══ Records for the task

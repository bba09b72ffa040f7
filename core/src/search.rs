//! The four search entry points.
//!
//! Parse failures are surfaced differently per path: `linear_search` returns
//! the `QueryError`, the indexed paths log it and return no hits.

use crate::cleanup::{is_stop_word, remove_symbols, StopWords};
use crate::error::QueryError;
use crate::models::{
    InvertedListBooleanModel, LinearBooleanModel, RetrievalModel, SignatureBasedBooleanModel, VectorSpaceModel,
};
use crate::porter::stem;
use crate::query::{evaluate, parse, Expr, Operand};
use crate::ranking::buckley_lewit;
use crate::{universe, DocId, DocSet, Document};
use serde::{Deserialize, Serialize};
use std::convert::Infallible;

#[derive(Debug, Clone, Copy, Default, PartialEq, Eq, Serialize, Deserialize)]
pub struct SearchOptions {
    #[serde(default)]
    pub stopword_filtering: bool,
    #[serde(default)]
    pub stemming: bool,
}

impl SearchOptions {
    pub fn new(stopword_filtering: bool, stemming: bool) -> Self {
        Self { stopword_filtering, stemming }
    }
}

#[derive(Debug, Clone, Copy, PartialEq, Serialize, Deserialize)]
pub struct SearchHit {
    pub doc_id: DocId,
    /// 1.0 for Boolean matches, the accumulated similarity for ranked results.
    pub score: f64,
}

/// Stopword leaves under filtering are ignored; other leaves are symbol-stripped
/// and optionally stemmed.
fn normalize_leaf(term: &str, stop_words: &StopWords, options: SearchOptions) -> Option<String> {
    if options.stopword_filtering && is_stop_word(term, stop_words) {
        return None;
    }
    let term = remove_symbols(term);
    Some(if options.stemming { stem(&term) } else { term })
}

fn boolean_hits(docs: DocSet) -> Vec<SearchHit> {
    docs.into_iter().map(|doc_id| SearchHit { doc_id, score: 1.0 }).collect()
}

fn evaluate_boolean(
    expr: &Expr,
    num_docs: usize,
    stop_words: &StopWords,
    options: SearchOptions,
    mut resolve: impl FnMut(&str) -> DocSet,
) -> DocSet {
    let mut lookup = |term: &str| -> Result<Operand, Infallible> {
        Ok(match normalize_leaf(term, stop_words, options) {
            Some(t) => Operand::Docs(resolve(&t)),
            None => Operand::Ignored,
        })
    };
    evaluate(expr, &universe(num_docs), &mut lookup)
        .unwrap_or_else(|never| match never {})
        .into_docs()
}

fn parse_or_log(query: &str) -> Option<Expr> {
    match parse(query) {
        Ok(expr) => Some(expr),
        Err(e) => {
            tracing::warn!(query, error = %e, "query rejected");
            None
        }
    }
}

/// Scans every document representation for each query leaf.
pub fn linear_search(
    model: &LinearBooleanModel,
    collection: &[Document],
    stop_words: &StopWords,
    query: &str,
    options: SearchOptions,
) -> Result<Vec<SearchHit>, QueryError> {
    let expr = parse(&model.query_to_representation(query))?;
    let representations: Vec<Vec<String>> = collection
        .iter()
        .map(|d| model.document_to_representation(d, options.stopword_filtering, options.stemming))
        .collect();
    let docs = evaluate_boolean(&expr, collection.len(), stop_words, options, |term| {
        let term = term.to_string();
        collection
            .iter()
            .zip(&representations)
            .filter(|(_, repr)| model.matches(repr, &term) == 1.0)
            .map(|(doc, _)| doc.document_id)
            .collect()
    });
    tracing::debug!(query, hits = docs.len(), "linear search");
    Ok(boolean_hits(docs))
}

pub fn inverted_list_search(
    model: &InvertedListBooleanModel,
    num_docs: usize,
    stop_words: &StopWords,
    query: &str,
    options: SearchOptions,
) -> Vec<SearchHit> {
    let Some(expr) = parse_or_log(&model.query_to_representation(query)) else {
        return Vec::new();
    };
    let docs = evaluate_boolean(&expr, num_docs, stop_words, options, |term| model.lookup(term, options.stemming));
    tracing::debug!(query, hits = docs.len(), "inverted list search");
    boolean_hits(docs)
}

pub fn signature_search(
    model: &SignatureBasedBooleanModel,
    collection: &[Document],
    stop_words: &StopWords,
    query: &str,
    options: SearchOptions,
) -> Vec<SearchHit> {
    let Some(expr) = parse_or_log(&model.query_to_representation(query)) else {
        return Vec::new();
    };
    let docs = evaluate_boolean(&expr, collection.len(), stop_words, options, |term| {
        model.lookup(collection, term, options.stemming, options.stopword_filtering)
    });
    tracing::debug!(query, hits = docs.len(), "signature search");
    boolean_hits(docs)
}

/// Ranked retrieval; returns at most `gamma + 1` hits, best first.
pub fn buckley_lewit_search(
    model: &VectorSpaceModel,
    query: &str,
    options: SearchOptions,
    gamma: usize,
) -> Vec<SearchHit> {
    let terms = model.query_terms(query, options.stemming, options.stopword_filtering);
    let index = model.index(options.stemming);
    let query_vector = index.query_vector(&terms);
    let ranking = buckley_lewit(&query_vector, index.postings(), gamma);
    tracing::debug!(
        query,
        hits = ranking.hits.len(),
        terms_processed = ranking.terms_processed,
        pruned = ranking.pruned,
        "buckley-lewit search"
    );
    ranking.hits.into_iter().map(|(doc_id, score)| SearchHit { doc_id, score }).collect()
}
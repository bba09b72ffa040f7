use anyhow::{bail, Result};
use clap::{Parser, Subcommand};
use irs_core::cleanup::{filter_collection, load_stop_word_list, stop_words_by_frequency};
use irs_core::persist::{load_collection, load_stop_words, save_collection, save_meta, save_stop_words, DataPaths, MetaFile};
use irs_core::porter::stem_all;
use irs_core::DocId;
use tracing_subscriber::{fmt, EnvFilter};

use std::path::{Path, PathBuf};

mod extract;

#[derive(Parser)]
#[command(name = "indexer")]
#[command(about = "Extract and manage document collections", long_about = None)]
struct Cli {
    #[command(subcommand)]
    command: Commands,
}

#[derive(Subcommand)]
enum Commands {
    /// Extract documents from a text file or a directory of text files
    Extract {
        /// Input path (file or directory)
        #[arg(long)]
        input: PathBuf,
        /// Output data directory
        #[arg(long)]
        output: PathBuf,
        /// Fill filtered terms using the stopword list of the output directory
        #[arg(long, default_value_t = false)]
        filter_stopwords: bool,
        /// Fill stemmed terms
        #[arg(long, default_value_t = false)]
        stem: bool,
    },
    /// Write the stopword list of a data directory
    Stopwords {
        #[arg(long)]
        output: PathBuf,
        /// Import a .txt or .json stopword list
        #[arg(long, conflicts_with = "crouch")]
        from: Option<PathBuf>,
        /// Derive stopwords from term frequencies of the stored collection
        #[arg(long, default_value_t = false)]
        crouch: bool,
    },
    /// List document ids and titles
    List {
        #[arg(long)]
        data: PathBuf,
    },
    /// Print one document as JSON
    Show {
        #[arg(long)]
        data: PathBuf,
        #[arg(long)]
        id: DocId,
    },
}

fn main() -> Result<()> {
    fmt().with_env_filter(EnvFilter::from_default_env()).init();
    let cli = Cli::parse();

    match cli.command {
        Commands::Extract { input, output, filter_stopwords, stem } => {
            extract_to(&input, &output, filter_stopwords, stem)
        }
        Commands::Stopwords { output, from, crouch } => write_stop_words(&output, from.as_deref(), crouch),
        Commands::List { data } => {
            for doc in load_collection(&DataPaths::new(data))? {
                println!("{}\t{}", doc.document_id, doc.title);
            }
            Ok(())
        }
        Commands::Show { data, id } => {
            let collection = load_collection(&DataPaths::new(data))?;
            match collection.get(id as usize) {
                Some(doc) => {
                    println!("{}", serde_json::to_string_pretty(doc)?);
                    Ok(())
                }
                None => bail!("no document with id {id}"),
            }
        }
    }
}

fn extract_to(input: &Path, output: &Path, filter_stopwords: bool, stem: bool) -> Result<()> {
    let paths = DataPaths::new(output);
    let mut collection = extract::extract_path(input)?;
    if collection.is_empty() {
        tracing::warn!(input = %input.display(), "no documents extracted");
    }
    if filter_stopwords {
        let stop_words = load_stop_words(&paths)?;
        filter_collection(&mut collection, &stop_words);
    }
    if stem {
        stem_all(&mut collection);
    }
    save_collection(&paths, &collection)?;
    let meta = MetaFile {
        num_docs: collection.len() as u32,
        created_at: time::OffsetDateTime::now_utc()
            .format(&time::format_description::well_known::Rfc3339)
            .unwrap_or_else(|_| "".into()),
        version: 1,
    };
    save_meta(&paths, &meta)?;
    tracing::info!(output = %output.display(), num_docs = collection.len(), "collection written");
    Ok(())
}

fn write_stop_words(output: &Path, from: Option<&Path>, crouch: bool) -> Result<()> {
    let paths = DataPaths::new(output);
    let stop_words = match (from, crouch) {
        (Some(file), _) => load_stop_word_list(file)?,
        (None, true) => stop_words_by_frequency(&load_collection(&paths)?),
        (None, false) => bail!("either --from or --crouch is required"),
    };
    save_stop_words(&paths, &stop_words)?;
    tracing::info!(output = %output.display(), count = stop_words.len(), "stopwords written");
    Ok(())
}
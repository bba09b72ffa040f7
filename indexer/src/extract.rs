//! Splits a plain-text fable collection into documents.

use anyhow::{anyhow, Context, Result};
use irs_core::cleanup::normalize_text;
use irs_core::{Collection, DocId, Document};
use std::fs;
use std::path::{Path, PathBuf};
use walkdir::WalkDir;

/// Heading that precedes the first fable title.
pub const START_MARKER: &str = "\n\n\nAesop's Fables";
const SECTION_BREAK: &str = "\n\n\n";

/// Extracts alternating title / body sections following [`START_MARKER`].
/// Ids start at `first_id`; a trailing title without a body is dropped.
pub fn extract_collection(text: &str, first_id: DocId) -> Result<Collection> {
    let text = text.replace("\r\n", "\n");
    let start = text.find(START_MARKER).ok_or_else(|| anyhow!("start marker {START_MARKER:?} not found"))?;
    // skip the marker and the character right after it
    let rest = text[start + START_MARKER.len()..].get(1..).unwrap_or("");
    let sections: Vec<&str> = rest.split(SECTION_BREAK).skip(1).collect();

    let mut collection = Collection::new();
    for pair in sections.chunks_exact(2) {
        let document_id = first_id + collection.len() as DocId;
        collection.push(Document::new(document_id, pair[0].trim(), normalize_text(pair[1])));
    }
    Ok(collection)
}

/// `.txt` files under `input` in sorted path order; a file input is returned as is.
pub fn source_files(input: &Path) -> Vec<PathBuf> {
    if input.is_file() {
        return vec![input.to_path_buf()];
    }
    let mut files: Vec<PathBuf> = WalkDir::new(input)
        .into_iter()
        .filter_map(|e| e.ok())
        .map(|e| e.into_path())
        .filter(|p| p.is_file() && p.extension().and_then(|s| s.to_str()) == Some("txt"))
        .collect();
    files.sort();
    files
}

/// Extracts every source file under `input` into one collection with dense ids.
pub fn extract_path(input: &Path) -> Result<Collection> {
    let mut collection = Collection::new();
    for file in source_files(input) {
        let text = fs::read_to_string(&file).with_context(|| format!("reading {}", file.display()))?;
        let docs = extract_collection(&text, collection.len() as DocId)
            .with_context(|| format!("extracting {}", file.display()))?;
        tracing::info!(file = %file.display(), documents = docs.len(), "extracted");
        collection.extend(docs);
    }
    Ok(collection)
}
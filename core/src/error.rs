//! Error types of the retrieval core.

use thiserror::Error;

/// A malformed Boolean query. No partial tree is ever returned.
#[derive(Error, Debug, Clone, PartialEq, Eq)]
pub enum QueryError {
    #[error("empty query")]
    Empty,
    #[error("unexpected character {found:?} at byte {position}")]
    UnexpectedChar { found: char, position: usize },
    #[error("unexpected {found} at byte {position}")]
    UnexpectedToken { found: String, position: usize },
    #[error("unexpected end of query")]
    UnexpectedEnd,
    #[error("unbalanced parenthesis at byte {position}")]
    UnbalancedParen { position: usize },
}

#[derive(Error, Debug)]
pub enum EngineError {
    #[error("no retrieval model is active")]
    NoActiveModel,

    #[error("{0} is not implemented")]
    NotImplemented(&'static str),

    #[error("invalid query: {0}")]
    Query(#[from] QueryError),
}

pub type Result<T> = std::result::Result<T, EngineError>;
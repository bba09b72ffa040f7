use irs_core::cleanup::StopWords;
use irs_core::persist::{load_collection, load_data_dir, load_meta, save_collection, save_meta, save_stop_words, DataPaths, MetaFile};
use irs_core::Document;

#[test]
fn collection_and_stop_words_round_trip() {
    let dir = tempfile::tempdir().unwrap();
    let paths = DataPaths::new(dir.path().join("data"));

    let mut doc = Document::new(0, "The Fox and the Grapes", "a fox saw grapes");
    doc.filtered_terms = vec!["fox".into(), "saw".into(), "grapes".into()];
    let collection = vec![doc, Document::new(1, "The Ant", "an ant")];
    let stop_words: StopWords = ["a", "an"].iter().map(|s| s.to_string()).collect();

    save_collection(&paths, &collection).unwrap();
    save_stop_words(&paths, &stop_words).unwrap();
    save_meta(&paths, &MetaFile { num_docs: 2, created_at: "2024-01-01T00:00:00Z".into(), version: 1 }).unwrap();

    let (loaded, loaded_stop_words) = load_data_dir(&paths).unwrap();
    assert_eq!(loaded, collection);
    assert_eq!(loaded_stop_words, stop_words);
    assert_eq!(load_meta(&paths).unwrap().num_docs, 2);

    let on_disk = std::fs::read_to_string(paths.stop_words()).unwrap();
    assert_eq!(on_disk, r#"["a","an"]"#);
}

#[test]
fn missing_files_load_empty() {
    let dir = tempfile::tempdir().unwrap();
    let paths = DataPaths::new(dir.path());
    let (collection, stop_words) = load_data_dir(&paths).unwrap();
    assert!(collection.is_empty());
    assert!(stop_words.is_empty());
    assert!(load_meta(&paths).is_err());
}

#[test]
fn older_collections_without_term_lists_still_load() {
    let dir = tempfile::tempdir().unwrap();
    let paths = DataPaths::new(dir.path());
    std::fs::write(paths.collection(), r#"[{"document_id":0,"title":"t","raw_text":"a fox"}]"#).unwrap();
    let collection = load_collection(&paths).unwrap();
    assert_eq!(collection[0].raw_text, "a fox");
    assert!(collection[0].terms.is_empty());
}
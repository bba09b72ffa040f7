//! Signature files: every block of D consecutive terms is summarised by the
//! OR of its term hashes, giving a Bloom-style membership filter per block.

use super::RetrievalModel;
use crate::cleanup::{remove_stop_words, StopWords};
use crate::config::{EngineConfig, SignatureConfig};
use crate::porter::stem;
use crate::{DocId, DocSet, Document};

/// doc id -> block signatures of that document.
pub type SignatureFile = Vec<Vec<u64>>;

/// Ascending primes up to and including `limit` (sieve of Eratosthenes).
pub fn primes_up_to(limit: usize) -> Vec<u64> {
    let mut is_prime = vec![true; limit + 1];
    let mut primes = Vec::new();
    for i in 2..=limit {
        if is_prime[i] {
            primes.push(i as u64);
            let mut multiple = i * i;
            while multiple <= limit {
                is_prime[multiple] = false;
                multiple += i;
            }
        }
    }
    primes
}

/// Term hash of F bits with at least `min_bits` bits set.
#[derive(Debug, Clone)]
pub struct SignatureHasher {
    width: u32,
    min_bits: u32,
    primes: Vec<u64>,
}

impl SignatureHasher {
    pub fn new(config: &SignatureConfig) -> Self {
        Self {
            width: config.width.clamp(1, 64),
            min_bits: config.min_bits.min(config.width.clamp(1, 64)),
            primes: primes_up_to(config.prime_limit),
        }
    }

    pub fn hash(&self, word: &str) -> u64 {
        let width = i64::from(self.width);
        let mut result = 0u64;
        for &p in &self.primes {
            let mut h: i64 = 0;
            for c in word.chars() {
                let letter = c as i64 - 'a' as i64 + 1;
                h = ((h + letter) * p as i64).rem_euclid(width);
            }
            result |= 1u64 << h;
            if result.count_ones() >= self.min_bits {
                return result;
            }
        }
        // Not enough distinct bits from the prime rounds: fill from bit 0 upward.
        for bit in 0..self.width {
            if result.count_ones() >= self.min_bits {
                break;
            }
            result |= 1u64 << bit;
        }
        result
    }

    /// One signature per `block_size` terms; a trailing partial block is kept.
    pub fn block_signatures<'a>(&self, terms: impl IntoIterator<Item = &'a str>, block_size: usize) -> Vec<u64> {
        let mut blocks = Vec::new();
        let mut block = 0u64;
        let mut filled = 0usize;
        for term in terms {
            block |= self.hash(term);
            filled += 1;
            if filled == block_size {
                blocks.push(block);
                block = 0;
                filled = 0;
            }
        }
        if filled > 0 {
            blocks.push(block);
        }
        blocks
    }
}

/// Which of the four signature files to consult.
#[derive(Debug, Clone, Copy, PartialEq, Eq, Hash)]
pub enum SignatureVariant {
    Plain,
    Stemmed,
    Filtered,
    StemmedFiltered,
}

impl SignatureVariant {
    pub fn select(stemming: bool, stopword_filtering: bool) -> Self {
        match (stemming, stopword_filtering) {
            (false, false) => SignatureVariant::Plain,
            (true, false) => SignatureVariant::Stemmed,
            (false, true) => SignatureVariant::Filtered,
            (true, true) => SignatureVariant::StemmedFiltered,
        }
    }
}

pub struct SignatureBasedBooleanModel {
    hasher: SignatureHasher,
    plain: SignatureFile,
    stemmed: SignatureFile,
    filtered: SignatureFile,
    stemmed_filtered: SignatureFile,
}

/// Block signatures of a document plus the stemming flag used for verification.
#[derive(Debug, Clone)]
pub struct SignatureDocRepr {
    pub doc_id: DocId,
    pub blocks: Vec<u64>,
    pub stemming: bool,
}

impl SignatureBasedBooleanModel {
    pub fn hasher(&self) -> &SignatureHasher {
        &self.hasher
    }

    pub fn file(&self, variant: SignatureVariant) -> &SignatureFile {
        match variant {
            SignatureVariant::Plain => &self.plain,
            SignatureVariant::Stemmed => &self.stemmed,
            SignatureVariant::Filtered => &self.filtered,
            SignatureVariant::StemmedFiltered => &self.stemmed_filtered,
        }
    }

    /// Documents whose signatures may contain `term`. No false negatives.
    pub fn candidates(&self, term: &str, variant: SignatureVariant) -> Vec<DocId> {
        let pattern = self.hasher.hash(term);
        self.file(variant)
            .iter()
            .enumerate()
            .filter(|(_, blocks)| blocks_contain(blocks, pattern))
            .map(|(id, _)| id as DocId)
            .collect()
    }

    /// Signature candidates confirmed against the documents' term lists.
    pub fn lookup(&self, collection: &[Document], term: &str, stemming: bool, stopword_filtering: bool) -> DocSet {
        let variant = SignatureVariant::select(stemming, stopword_filtering);
        self.candidates(term, variant)
            .into_iter()
            .filter(|&id| {
                collection.get(id as usize).is_some_and(|doc| {
                    let terms = if stemming { &doc.stemmed_terms } else { &doc.terms };
                    terms.iter().any(|t| t == term)
                })
            })
            .collect()
    }
}

fn blocks_contain(blocks: &[u64], pattern: u64) -> bool {
    blocks.iter().any(|&block| block & pattern == pattern)
}

impl RetrievalModel for SignatureBasedBooleanModel {
    type DocumentRepr = SignatureDocRepr;
    type QueryRepr = String;

    fn build(collection: &[Document], stop_words: &StopWords, config: &EngineConfig) -> Self {
        let hasher = SignatureHasher::new(&config.signature);
        let d = config.signature.block_size.max(1);
        let mut model = Self {
            plain: Vec::with_capacity(collection.len()),
            stemmed: Vec::with_capacity(collection.len()),
            filtered: Vec::with_capacity(collection.len()),
            stemmed_filtered: Vec::with_capacity(collection.len()),
            hasher,
        };
        for doc in collection {
            let filtered = if doc.filtered_terms.is_empty() {
                remove_stop_words(&doc.terms, stop_words)
            } else {
                doc.filtered_terms.clone()
            };
            let stemmed_filtered: Vec<String> = filtered.iter().map(|t| stem(t)).collect();
            model.plain.push(model.hasher.block_signatures(doc.terms.iter().map(String::as_str), d));
            model.stemmed.push(model.hasher.block_signatures(doc.stemmed_terms.iter().map(String::as_str), d));
            model.filtered.push(model.hasher.block_signatures(filtered.iter().map(String::as_str), d));
            model
                .stemmed_filtered
                .push(model.hasher.block_signatures(stemmed_filtered.iter().map(String::as_str), d));
        }
        tracing::debug!(width = config.signature.width, block_size = d, docs = collection.len(), "signature files built");
        model
    }

    fn document_to_representation(&self, document: &Document, stopword_filtering: bool, stemming: bool) -> SignatureDocRepr {
        let variant = SignatureVariant::select(stemming, stopword_filtering);
        SignatureDocRepr {
            doc_id: document.document_id,
            blocks: self.file(variant).get(document.document_id as usize).cloned().unwrap_or_default(),
            stemming,
        }
    }

    fn query_to_representation(&self, query: &str) -> String {
        query.to_lowercase()
    }

    /// Signature filter only; candidates still need verification against the terms.
    fn matches(&self, document: &SignatureDocRepr, query: &String) -> f64 {
        if blocks_contain(&document.blocks, self.hasher.hash(query)) { 1.0 } else { 0.0 }
    }
}
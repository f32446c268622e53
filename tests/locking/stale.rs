use std::panic::{self, AssertUnwindSafe};
use std::time::Instant;

use table_lock::{
    Clock, Expiry, InMemoryTable, LockConfig, LockKey, LockRecord, LockStore, OwnerId,
    SystemClock, Timeout,
};

use crate::support::{coordinator, ms};

#[test]
fn crashed_owner_is_reclaimed_after_its_lease() {
    let coordinator = coordinator();
    let table: InMemoryTable<&str, ()> = InMemoryTable::new("accounts");
    let key = LockKey::new("accounts", "alice").unwrap();

    // A holder that died without releasing: its record just sits there.
    let expires_at = SystemClock.now_millis() + 150;
    let orphan = LockRecord::new(OwnerId::generate(), Expiry::At(expires_at));
    coordinator.store().insert_if_absent(&key, orphan).unwrap();

    let impatient = LockConfig::default()
        .spin_delay(ms(1))
        .wait_timeout(Timeout::millis(50));
    let early = coordinator.with_lock_config(&table, &"alice", |_, _| (), &impatient);
    assert!(early.unwrap_err().is_timeout());

    let patient = impatient.clone().wait_timeout(Timeout::millis(1_000));
    let started = Instant::now();
    coordinator
        .with_lock_config(&table, &"alice", |_, _| (), &patient)
        .unwrap();

    assert!(SystemClock.now_millis() >= expires_at);
    assert!(started.elapsed() < ms(1_000));
    assert!(coordinator.store().lookup(&key).unwrap().is_none());
}

#[test]
fn infinite_fail_timeout_never_goes_stale() {
    let coordinator = coordinator();
    let table: InMemoryTable<&str, ()> = InMemoryTable::new("accounts");
    let key = LockKey::new("accounts", "bob").unwrap();
    let orphan = LockRecord::new(OwnerId::generate(), Expiry::Never);
    coordinator.store().insert_if_absent(&key, orphan).unwrap();

    let config = LockConfig::default()
        .spin_delay(ms(1))
        .wait_timeout(Timeout::millis(80));
    let result = coordinator.with_lock_config(&table, &"bob", |_, _| (), &config);

    assert!(result.unwrap_err().is_timeout());
    assert_eq!(coordinator.store().lookup(&key).unwrap(), Some(orphan));
}

#[test]
fn panicking_callback_releases_and_propagates() {
    let coordinator = coordinator();
    let table: InMemoryTable<&str, ()> = InMemoryTable::new("accounts");

    let outcome = panic::catch_unwind(AssertUnwindSafe(|| {
        coordinator.with_lock(&table, &"carol", |_, _| -> () { panic!("callback failed") })
    }));

    let payload = outcome.unwrap_err();
    assert_eq!(payload.downcast_ref::<&str>(), Some(&"callback failed"));
    assert!(!coordinator.is_locked("accounts", "carol").unwrap());
}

════

Above are the records. Copy the lines beginning at the one that has "pub fn new(config: &SignatureConfig)" and ending with the one that has "block |= self.hash(term);", unchanged.

    pub fn new(config: &SignatureConfig) -> Self {
        Self {
            width: config.width.clamp(1, 64),
            min_bits: config.min_bits.min(config.width.clamp(1, 64)),
            primes: primes_up_to(config.prime_limit),
        }
    }

    pub fn hash(&self, word: &str) -> u64 {
        let width = i64::from(self.width);
        let mut result = 0u64;
        for &p in &self.primes {
            let mut h: i64 = 0;
            for c in word.chars() {
                let letter = c as i64 - 'a' as i64 + 1;
                h = ((h + letter) * p as i64).rem_euclid(width);
            }
            result |= 1u64 << h;
            if result.count_ones() >= self.min_bits {
                return result;
            }
        }
        // Not enough distinct bits from the prime rounds: fill from bit 0 upward.
        for bit in 0..self.width {
            if result.count_ones() >= self.min_bits {
                break;
            }
            result |= 1u64 << bit;
        }
        result
    }

    /// One signature per `block_size` terms; a trailing partial block is kept.
    pub fn block_signatures<'a>(&self, terms: impl IntoIterator<Item = &'a str>, block_size: usize) -> Vec<u64> {
        let mut blocks = Vec::new();
        let mut block = 0u64;
        let mut filled = 0usize;
        for term in terms {
            block |= self.hash(term);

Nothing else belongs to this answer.